- Work request -
What lines below include the word "OperationKind"? Copy each one.

----

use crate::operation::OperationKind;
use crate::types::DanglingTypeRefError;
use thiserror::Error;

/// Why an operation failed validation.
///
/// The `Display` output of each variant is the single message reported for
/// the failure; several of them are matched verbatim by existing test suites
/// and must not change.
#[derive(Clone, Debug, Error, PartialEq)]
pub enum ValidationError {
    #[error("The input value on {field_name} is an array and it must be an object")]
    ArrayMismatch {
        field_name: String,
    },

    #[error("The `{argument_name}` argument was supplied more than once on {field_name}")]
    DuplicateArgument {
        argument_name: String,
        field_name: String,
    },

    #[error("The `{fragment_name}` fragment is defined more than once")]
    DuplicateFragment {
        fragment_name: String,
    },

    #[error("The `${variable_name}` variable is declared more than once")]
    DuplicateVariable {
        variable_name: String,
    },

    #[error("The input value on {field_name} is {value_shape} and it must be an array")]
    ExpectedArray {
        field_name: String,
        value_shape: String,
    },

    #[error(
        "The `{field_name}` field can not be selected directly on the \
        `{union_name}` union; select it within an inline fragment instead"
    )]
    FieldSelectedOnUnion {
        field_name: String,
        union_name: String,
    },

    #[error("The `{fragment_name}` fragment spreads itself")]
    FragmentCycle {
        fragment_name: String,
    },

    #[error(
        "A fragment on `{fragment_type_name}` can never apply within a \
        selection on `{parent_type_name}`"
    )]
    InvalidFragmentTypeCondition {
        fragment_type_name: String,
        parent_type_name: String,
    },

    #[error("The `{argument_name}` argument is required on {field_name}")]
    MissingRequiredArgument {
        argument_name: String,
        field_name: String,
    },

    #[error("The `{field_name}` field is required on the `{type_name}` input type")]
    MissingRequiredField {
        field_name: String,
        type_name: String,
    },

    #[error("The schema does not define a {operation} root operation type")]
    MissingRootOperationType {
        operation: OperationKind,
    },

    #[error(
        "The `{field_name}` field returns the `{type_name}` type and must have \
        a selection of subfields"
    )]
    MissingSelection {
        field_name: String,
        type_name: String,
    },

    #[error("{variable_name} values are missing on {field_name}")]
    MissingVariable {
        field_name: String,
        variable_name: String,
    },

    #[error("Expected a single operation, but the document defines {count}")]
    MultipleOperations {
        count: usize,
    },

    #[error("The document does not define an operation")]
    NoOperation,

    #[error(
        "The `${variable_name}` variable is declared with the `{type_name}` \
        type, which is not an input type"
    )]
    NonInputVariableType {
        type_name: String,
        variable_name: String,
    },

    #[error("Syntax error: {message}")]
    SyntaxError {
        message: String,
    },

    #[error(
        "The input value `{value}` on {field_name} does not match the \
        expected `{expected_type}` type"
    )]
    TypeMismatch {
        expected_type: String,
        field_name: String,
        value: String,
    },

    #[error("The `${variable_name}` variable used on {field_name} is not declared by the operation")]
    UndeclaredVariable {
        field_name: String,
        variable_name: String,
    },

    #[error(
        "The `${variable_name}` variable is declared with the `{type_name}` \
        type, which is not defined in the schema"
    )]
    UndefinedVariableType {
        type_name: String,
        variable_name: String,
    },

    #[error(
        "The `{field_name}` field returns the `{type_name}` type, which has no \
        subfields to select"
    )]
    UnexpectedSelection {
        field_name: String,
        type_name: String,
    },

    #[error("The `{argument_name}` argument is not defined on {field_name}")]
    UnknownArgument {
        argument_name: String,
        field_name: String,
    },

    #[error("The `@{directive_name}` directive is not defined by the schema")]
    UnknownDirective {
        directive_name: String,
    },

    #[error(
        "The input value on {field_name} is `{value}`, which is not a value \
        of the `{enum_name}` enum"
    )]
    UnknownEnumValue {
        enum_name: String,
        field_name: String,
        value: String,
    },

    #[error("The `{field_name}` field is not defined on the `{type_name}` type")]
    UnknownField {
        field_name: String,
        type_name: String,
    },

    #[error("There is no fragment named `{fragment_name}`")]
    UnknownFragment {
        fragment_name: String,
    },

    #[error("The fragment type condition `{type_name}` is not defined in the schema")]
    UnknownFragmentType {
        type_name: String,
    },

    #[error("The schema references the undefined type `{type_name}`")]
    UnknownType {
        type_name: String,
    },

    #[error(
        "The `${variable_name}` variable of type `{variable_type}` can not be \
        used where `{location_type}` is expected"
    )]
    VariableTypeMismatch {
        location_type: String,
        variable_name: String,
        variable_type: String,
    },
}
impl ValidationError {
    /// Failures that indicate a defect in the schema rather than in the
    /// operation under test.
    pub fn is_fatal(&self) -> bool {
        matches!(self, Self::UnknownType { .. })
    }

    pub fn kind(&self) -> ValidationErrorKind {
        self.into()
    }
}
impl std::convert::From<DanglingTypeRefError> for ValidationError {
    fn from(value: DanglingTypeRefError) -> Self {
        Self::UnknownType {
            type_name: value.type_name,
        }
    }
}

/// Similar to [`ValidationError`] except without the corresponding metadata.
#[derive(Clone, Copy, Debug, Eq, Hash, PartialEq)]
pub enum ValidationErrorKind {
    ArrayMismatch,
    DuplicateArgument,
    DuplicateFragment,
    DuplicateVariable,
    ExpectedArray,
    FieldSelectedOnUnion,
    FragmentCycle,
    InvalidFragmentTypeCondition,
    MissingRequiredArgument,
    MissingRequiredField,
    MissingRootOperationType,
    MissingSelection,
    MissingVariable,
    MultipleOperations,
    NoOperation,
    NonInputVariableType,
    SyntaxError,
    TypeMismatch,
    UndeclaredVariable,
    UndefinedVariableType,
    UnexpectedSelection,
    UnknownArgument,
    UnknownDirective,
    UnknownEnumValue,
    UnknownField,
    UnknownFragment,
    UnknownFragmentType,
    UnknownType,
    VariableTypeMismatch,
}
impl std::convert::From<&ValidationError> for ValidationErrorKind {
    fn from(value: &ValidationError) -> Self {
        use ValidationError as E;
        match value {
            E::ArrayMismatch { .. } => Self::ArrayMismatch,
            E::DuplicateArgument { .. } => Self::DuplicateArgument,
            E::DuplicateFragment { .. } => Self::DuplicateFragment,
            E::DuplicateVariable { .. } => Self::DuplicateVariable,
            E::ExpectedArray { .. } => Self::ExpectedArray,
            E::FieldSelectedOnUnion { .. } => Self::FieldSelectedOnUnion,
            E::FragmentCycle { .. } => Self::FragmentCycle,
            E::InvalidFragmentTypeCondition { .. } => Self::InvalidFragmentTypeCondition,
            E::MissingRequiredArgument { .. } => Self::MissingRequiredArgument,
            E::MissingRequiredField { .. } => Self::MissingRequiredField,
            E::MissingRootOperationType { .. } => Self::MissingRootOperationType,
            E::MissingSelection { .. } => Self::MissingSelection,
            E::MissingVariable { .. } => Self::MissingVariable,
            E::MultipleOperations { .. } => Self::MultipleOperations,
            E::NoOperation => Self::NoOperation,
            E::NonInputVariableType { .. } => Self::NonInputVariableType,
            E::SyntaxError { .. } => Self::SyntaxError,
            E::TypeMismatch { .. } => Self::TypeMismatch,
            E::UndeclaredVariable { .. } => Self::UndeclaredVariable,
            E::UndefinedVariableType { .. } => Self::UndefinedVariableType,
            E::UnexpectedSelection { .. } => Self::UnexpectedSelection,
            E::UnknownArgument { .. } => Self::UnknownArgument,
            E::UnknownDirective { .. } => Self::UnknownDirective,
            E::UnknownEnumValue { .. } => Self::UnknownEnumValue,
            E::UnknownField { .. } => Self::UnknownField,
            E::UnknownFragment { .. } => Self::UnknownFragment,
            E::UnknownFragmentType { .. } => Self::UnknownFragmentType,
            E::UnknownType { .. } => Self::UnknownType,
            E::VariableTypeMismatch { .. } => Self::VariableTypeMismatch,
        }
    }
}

----

- Reply -
use crate::operation::OperationKind;
        operation: OperationKind,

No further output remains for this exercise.